The Gobbán Sáor is known as a builder and architect, rather than, specifically, as a smith. In popular folklore he becomes known as St Gobban the builder. The Catholic Encyclopedia regards him as historical, born at Turvey, near Malahide, about 560 CE.
Texts exist that have him aiding various saints in building churches, including an eighth-century poem, “The Life of St Abban”.
The stories are now best known in the lively collection of stories by Ella Young entitled “The Wonder Smith and His Son”, published in 1927. They are available on-line, but I have included a couple of the tales below. They are clearly derived from the Moytura tales. Balor is present along with the terrible Fomorians from the Land Under Wave and Aengus still helps his father, the Dagda, find a way to trick Crídenbél by feeding him gold.
But in these stories, the wisdom and quick-witted trickery of the Dagda and Aengus is handed on to the Smith and his son. And finally, Goibniu has been remembered down the centuries, not perhaps for his magical weapons or his marvellous skill in crafting, but for his sharp wits and brave luck.
As a storyteller, I know that, whereas battles and heroic deeds are memorable, the most enduring and best-loved tales must have a decent helping of that good-natured wit typified by the exploits of the Dagda and Aengus, here shared by Goibniu. For, in the words of the wife of the Wondersmith’s son, “…sure everyone knows that storytelling is the way to shorten the road”.
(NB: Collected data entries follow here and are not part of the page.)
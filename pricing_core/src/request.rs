//! # Pricing Requests
//!
//! Input records consumed by the pricing engine. Field names serialize in
//! camelCase to match the configuration form that produces them, and every
//! field is optional on the wire: missing numbers read as `0`, except the
//! adjustment factors which read as `1`.
//!
//! ## Structure
//!
//! ```text
//! PricingRequest (tagged by "category")
//! ├── Waltz(Configuration)          door/partition assemblies
//! ├── Glass(Configuration)          flat glass panels
//! └── AccessoryOnly(AccessoryOnlyConfiguration)
//! ```
//!
//! ## Example
//!
//! ```rust
//! use pricing_core::request::{Configuration, ChargeBy};
//!
//! let config: Configuration = serde_json::from_str(r#"{
//!     "category": "waltz",
//!     "orientation": "DFD",
//!     "doorCost": 1000,
//!     "fixedPartitionCost": 500,
//!     "chargeBy": "dimension",
//!     "width": 2400,
//!     "height": 2100
//! }"#).unwrap();
//!
//! assert_eq!(config.door_count(), 2);
//! assert_eq!(config.partition_count(), 1);
//! assert_eq!(config.charge_by, ChargeBy::Dimension);
//! assert_eq!(config.factor, 1.0);
//! ```

use serde::{Deserialize, Serialize};

use crate::errors::PricingResult;
use crate::units::{Millimeters, SqFt};

/// Solution category selected on the configuration form.
#[derive(Debug, Clone, Copy, PartialEq, Eq, Default, Serialize, Deserialize)]
pub enum Category {
    /// Door / fixed-partition assemblies
    #[default]
    #[serde(rename = "waltz")]
    Waltz,
    /// Flat glass panels priced per square foot
    #[serde(rename = "glass")]
    Glass,
    /// Standalone accessory bundles
    #[serde(rename = "accessory")]
    AccessoryOnly,
}

impl Category {
    /// Display name of the category
    pub fn label(&self) -> &'static str {
        match self {
            Category::Waltz => "Waltz",
            Category::Glass => "Glass",
            Category::AccessoryOnly => "Accessory",
        }
    }
}

/// How the chargeable area is obtained.
#[derive(Debug, Clone, Copy, PartialEq, Eq, Default, Serialize, Deserialize)]
pub enum ChargeBy {
    /// `squareFeet` is entered directly; width and height are ignored
    #[default]
    #[serde(rename = "sqft")]
    SquareFeet,
    /// Area is derived from width × height in millimetres
    #[serde(rename = "dimension")]
    Dimension,
}

/// Drawing type of a glass panel.
#[derive(Debug, Clone, Copy, PartialEq, Eq, Default, Serialize, Deserialize)]
#[serde(rename_all = "UPPERCASE")]
pub enum Drawing {
    #[default]
    Standard,
    /// Custom drawings carry the `customFactor` surcharge
    Custom,
}

/// One accessory line on a Waltz configuration.
#[derive(Debug, Clone, PartialEq, Default, Serialize, Deserialize)]
#[serde(default, rename_all = "camelCase")]
pub struct Accessory {
    /// Unit price of the selected accessory variant
    pub acc_variant_price: f64,
    pub quantity: f64,
}

impl Accessory {
    /// Line total
    pub fn price(&self) -> f64 {
        self.acc_variant_price * self.quantity
    }
}

/// One glass panel size on a Glass configuration.
#[derive(Debug, Clone, PartialEq, Default, Serialize, Deserialize)]
#[serde(default)]
pub struct GlassSize {
    /// Width in millimetres
    pub width: f64,
    /// Height in millimetres
    pub height: f64,
    pub quantity: f64,
    pub drawing: Drawing,
}

/// How much of the area a glass variant covers.
///
/// On the wire a coverage percent of `0` (or anything not above zero) means
/// "not given", which prices the variant over the full area rather than at
/// zero.
#[derive(Debug, Clone, Copy, PartialEq)]
pub enum Coverage {
    /// Flat per-square-foot pricing over the whole area
    FullArea,
    /// Only `percent`% of the area is priced
    Partial { percent: f64 },
}

impl Coverage {
    /// Interpret a raw percent field.
    pub fn from_percent(percent: f64) -> Self {
        if percent > 0.0 {
            Coverage::Partial { percent }
        } else {
            Coverage::FullArea
        }
    }

    /// Price `rate` per square foot over `area` under this coverage.
    pub fn price(self, rate: f64, area: SqFt) -> f64 {
        match self {
            Coverage::FullArea => rate * area.0,
            Coverage::Partial { percent } => rate * area.0 * (percent / 100.0),
        }
    }
}

/// Base per-square-foot price source for a Glass configuration.
///
/// A variant price and a finish price are alternatives. When both are
/// configured the variant wins.
#[derive(Debug, Clone, Copy, PartialEq)]
pub enum GlassBase {
    Variant { price: f64, matte: f64 },
    Finish { price: f64, matte: f64 },
    Unpriced,
}

impl GlassBase {
    /// Pick the base price source from the raw configuration fields.
    pub fn select(variant_price: f64, finish_price: f64, matte_price: f64) -> Self {
        if variant_price > 0.0 {
            GlassBase::Variant {
                price: variant_price,
                matte: matte_price,
            }
        } else if finish_price > 0.0 {
            GlassBase::Finish {
                price: finish_price,
                matte: matte_price,
            }
        } else {
            GlassBase::Unpriced
        }
    }

    /// Selected variant price, 0 unless the variant is the source
    pub fn variant_price(&self) -> f64 {
        match self {
            GlassBase::Variant { price, .. } => *price,
            _ => 0.0,
        }
    }

    /// Selected finish price, 0 unless the finish is the source
    pub fn finish_price(&self) -> f64 {
        match self {
            GlassBase::Finish { price, .. } => *price,
            _ => 0.0,
        }
    }

    /// Matte surcharge that goes with the selected source
    pub fn matte_price(&self) -> f64 {
        match self {
            GlassBase::Variant { matte, .. } | GlassBase::Finish { matte, .. } => *matte,
            GlassBase::Unpriced => 0.0,
        }
    }

    /// Base glass price. At most one of the two sources contributes.
    pub fn glass_price(&self) -> f64 {
        self.variant_price() + self.finish_price()
    }
}

/// Full configuration record for Waltz and Glass solutions.
#[derive(Debug, Clone, PartialEq, Serialize, Deserialize)]
#[serde(default, rename_all = "camelCase")]
pub struct Configuration {
    pub category: Category,

    /// Location descope overrides every other field
    #[serde(alias = "actionName")]
    pub location_descope: bool,

    /// Door/partition pattern, e.g. "DFD"
    pub orientation: String,

    /// Width in millimetres
    pub width: f64,
    /// Height in millimetres
    pub height: f64,
    pub square_feet: f64,
    pub charge_by: ChargeBy,

    pub door_cost: f64,
    #[serde(alias = "fixedpartitionCost")]
    pub fixed_partition_cost: f64,
    pub profile_cost: f64,
    /// Minimum chargeable area in square feet
    pub min_profile_sq_feet_cost: f64,
    pub lock_price: f64,
    pub handle_price: f64,
    pub door_closer_cost: f64,
    pub door_seal_cost: f64,
    pub design_pattern_cost: f64,

    pub glass_variant_price1: f64,
    pub gl_one_percent: f64,
    pub matte_price1: f64,
    pub glass_variant_price2: f64,
    pub gl_two_percent: f64,
    pub matte_price2: f64,
    pub outer_variant_price: f64,
    pub outer_glass_matte_price: f64,

    pub glass_factor: f64,
    /// Custom-drawing surcharge in percent
    pub custom_factor: f64,
    pub glass_finish_price1: f64,
    pub matte1: bool,
    pub glass_sizes: Vec<GlassSize>,

    pub factor: f64,
    pub sec_factor: f64,

    pub accessories: Vec<Accessory>,
}

impl Default for Configuration {
    fn default() -> Self {
        Configuration {
            category: Category::Waltz,
            location_descope: false,
            orientation: String::new(),
            width: 0.0,
            height: 0.0,
            square_feet: 0.0,
            charge_by: ChargeBy::SquareFeet,
            door_cost: 0.0,
            fixed_partition_cost: 0.0,
            profile_cost: 0.0,
            min_profile_sq_feet_cost: 0.0,
            lock_price: 0.0,
            handle_price: 0.0,
            door_closer_cost: 0.0,
            door_seal_cost: 0.0,
            design_pattern_cost: 0.0,
            glass_variant_price1: 0.0,
            gl_one_percent: 0.0,
            matte_price1: 0.0,
            glass_variant_price2: 0.0,
            gl_two_percent: 0.0,
            matte_price2: 0.0,
            outer_variant_price: 0.0,
            outer_glass_matte_price: 0.0,
            glass_factor: 1.0,
            custom_factor: 0.0,
            glass_finish_price1: 0.0,
            matte1: false,
            glass_sizes: Vec::new(),
            factor: 1.0,
            sec_factor: 1.0,
            accessories: Vec::new(),
        }
    }
}

impl Configuration {
    /// Empty configuration of the given category
    pub fn new(category: Category) -> Self {
        Configuration {
            category,
            ..Default::default()
        }
    }

    /// Number of literal `'D'` characters in the orientation
    pub fn door_count(&self) -> usize {
        self.orientation.chars().filter(|&c| c == 'D').count()
    }

    /// Number of literal `'F'` characters in the orientation
    pub fn partition_count(&self) -> usize {
        self.orientation.chars().filter(|&c| c == 'F').count()
    }

    /// Characters in the orientation that are neither `'D'` nor `'F'`
    pub fn unknown_orientation_chars(&self) -> Vec<char> {
        self.orientation.chars().filter(|&c| c != 'D' && c != 'F').collect()
    }

    /// Single-size area: entered square feet, or width × height converted.
    pub fn area(&self, sqft_per_sqmm: f64) -> SqFt {
        match self.charge_by {
            ChargeBy::SquareFeet => SqFt(self.square_feet),
            ChargeBy::Dimension => {
                (Millimeters(self.width) * Millimeters(self.height)).to_sqft_with(sqft_per_sqmm)
            }
        }
    }

    /// Minimum chargeable area
    pub fn min_area(&self) -> SqFt {
        SqFt(self.min_profile_sq_feet_cost)
    }

    /// Coverage mode for glass variant 1
    pub fn coverage_one(&self) -> Coverage {
        Coverage::from_percent(self.gl_one_percent)
    }

    /// Coverage mode for glass variant 2
    pub fn coverage_two(&self) -> Coverage {
        Coverage::from_percent(self.gl_two_percent)
    }

    /// Base price source for the Glass category
    pub fn glass_base(&self) -> GlassBase {
        GlassBase::select(self.glass_variant_price1, self.glass_finish_price1, self.matte_price1)
    }

    /// Sum of every accessory line
    pub fn accessories_price(&self) -> f64 {
        self.accessories.iter().fold(0.0, |total, accessory| total + accessory.price())
    }
}

/// Input for a standalone accessory bundle.
#[derive(Debug, Clone, PartialEq, Serialize, Deserialize)]
#[serde(default, rename_all = "camelCase")]
pub struct AccessoryOnlyConfiguration {
    pub accessory_factor: f64,
    /// Unit price of the accessory bundle
    pub glass_price: f64,
    /// Secondary factor as typed; unparseable text counts as `1`
    pub secondary_factor: String,
    pub quantity: f64,
}

impl Default for AccessoryOnlyConfiguration {
    fn default() -> Self {
        AccessoryOnlyConfiguration {
            accessory_factor: 1.0,
            glass_price: 0.0,
            secondary_factor: String::new(),
            quantity: 0.0,
        }
    }
}

impl AccessoryOnlyConfiguration {
    /// Numeric secondary factor, `1` when the text is not a number.
    pub fn secondary_factor_value(&self) -> f64 {
        match self.secondary_factor.trim().parse::<f64>() {
            Ok(value) if !value.is_nan() => value,
            _ => 1.0,
        }
    }
}

/// A pricing request, one variant per category.
///
/// ```rust
/// use pricing_core::request::{Category, Configuration, PricingRequest};
///
/// let request = PricingRequest::from(Configuration::new(Category::Glass));
/// assert_eq!(request.category(), Category::Glass);
///
/// let json = serde_json::to_string(&request).unwrap();
/// assert!(json.starts_with(r#"{"category":"glass","configuration":"#));
/// ```
#[derive(Debug, Clone, PartialEq, Serialize, Deserialize)]
#[serde(tag = "category", content = "configuration")]
pub enum PricingRequest {
    #[serde(rename = "waltz")]
    Waltz(Configuration),
    #[serde(rename = "glass")]
    Glass(Configuration),
    #[serde(rename = "accessory")]
    AccessoryOnly(AccessoryOnlyConfiguration),
}

impl PricingRequest {
    /// Parse a request document.
    ///
    /// Accepts either the tagged form (`{"category": .., "configuration": {..}}`)
    /// or a flat document as posted by the form, which is routed by its own
    /// `category` field. A flat `accessory` document is read as an accessory
    /// bundle; a missing category means Waltz.
    pub fn from_json(json: &str) -> PricingResult<Self> {
        let value: serde_json::Value = serde_json::from_str(json)?;
        if value.get("configuration").is_some() {
            return Ok(serde_json::from_value(value)?);
        }

        let category = match value.get("category") {
            Some(category) => Category::deserialize(category)?,
            None => Category::default(),
        };
        match category {
            Category::AccessoryOnly => Ok(serde_json::from_value::<AccessoryOnlyConfiguration>(value)?.into()),
            Category::Waltz | Category::Glass => Ok(serde_json::from_value::<Configuration>(value)?.into()),
        }
    }

    /// Category that selects the pricing strategy
    pub fn category(&self) -> Category {
        match self {
            PricingRequest::Waltz(_) => Category::Waltz,
            PricingRequest::Glass(_) => Category::Glass,
            PricingRequest::AccessoryOnly(_) => Category::AccessoryOnly,
        }
    }
}

impl From<Configuration> for PricingRequest {
    /// Glass configurations price as glass; everything else prices as Waltz.
    fn from(config: Configuration) -> Self {
        match config.category {
            Category::Glass => PricingRequest::Glass(config),
            Category::Waltz | Category::AccessoryOnly => PricingRequest::Waltz(config),
        }
    }
}

impl From<AccessoryOnlyConfiguration> for PricingRequest {
    fn from(config: AccessoryOnlyConfiguration) -> Self {
        PricingRequest::AccessoryOnly(config)
    }
}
How the Son of The Gobhaun Saor Sold the Sheepskin
THE GOBHAUN SAOR was a great person in the old days, and he looked to his son to be a credit to him. He had only one son, and thought the world and all of him, but that was nothing to what the son thought of himself. He was growing up every day, and the more he grew up the more he thought of himself, till at last the Gobhaun Saor’s house was too small to hold him, and the Gobhaun said it was time for him to go out and seek his fortune. He gave him a sheepskin and his blessing, and said:
“Take this sheepskin and go into the fair and let me see what cleverness you have in selling it.”
“I’ll do that,” said the son, “and bring you the best price to be got in the fair.”
“That’s little,” said the Gobhaun Saor, “but if you were to bring me the skin and the price of it, I’d say you had cleverness.”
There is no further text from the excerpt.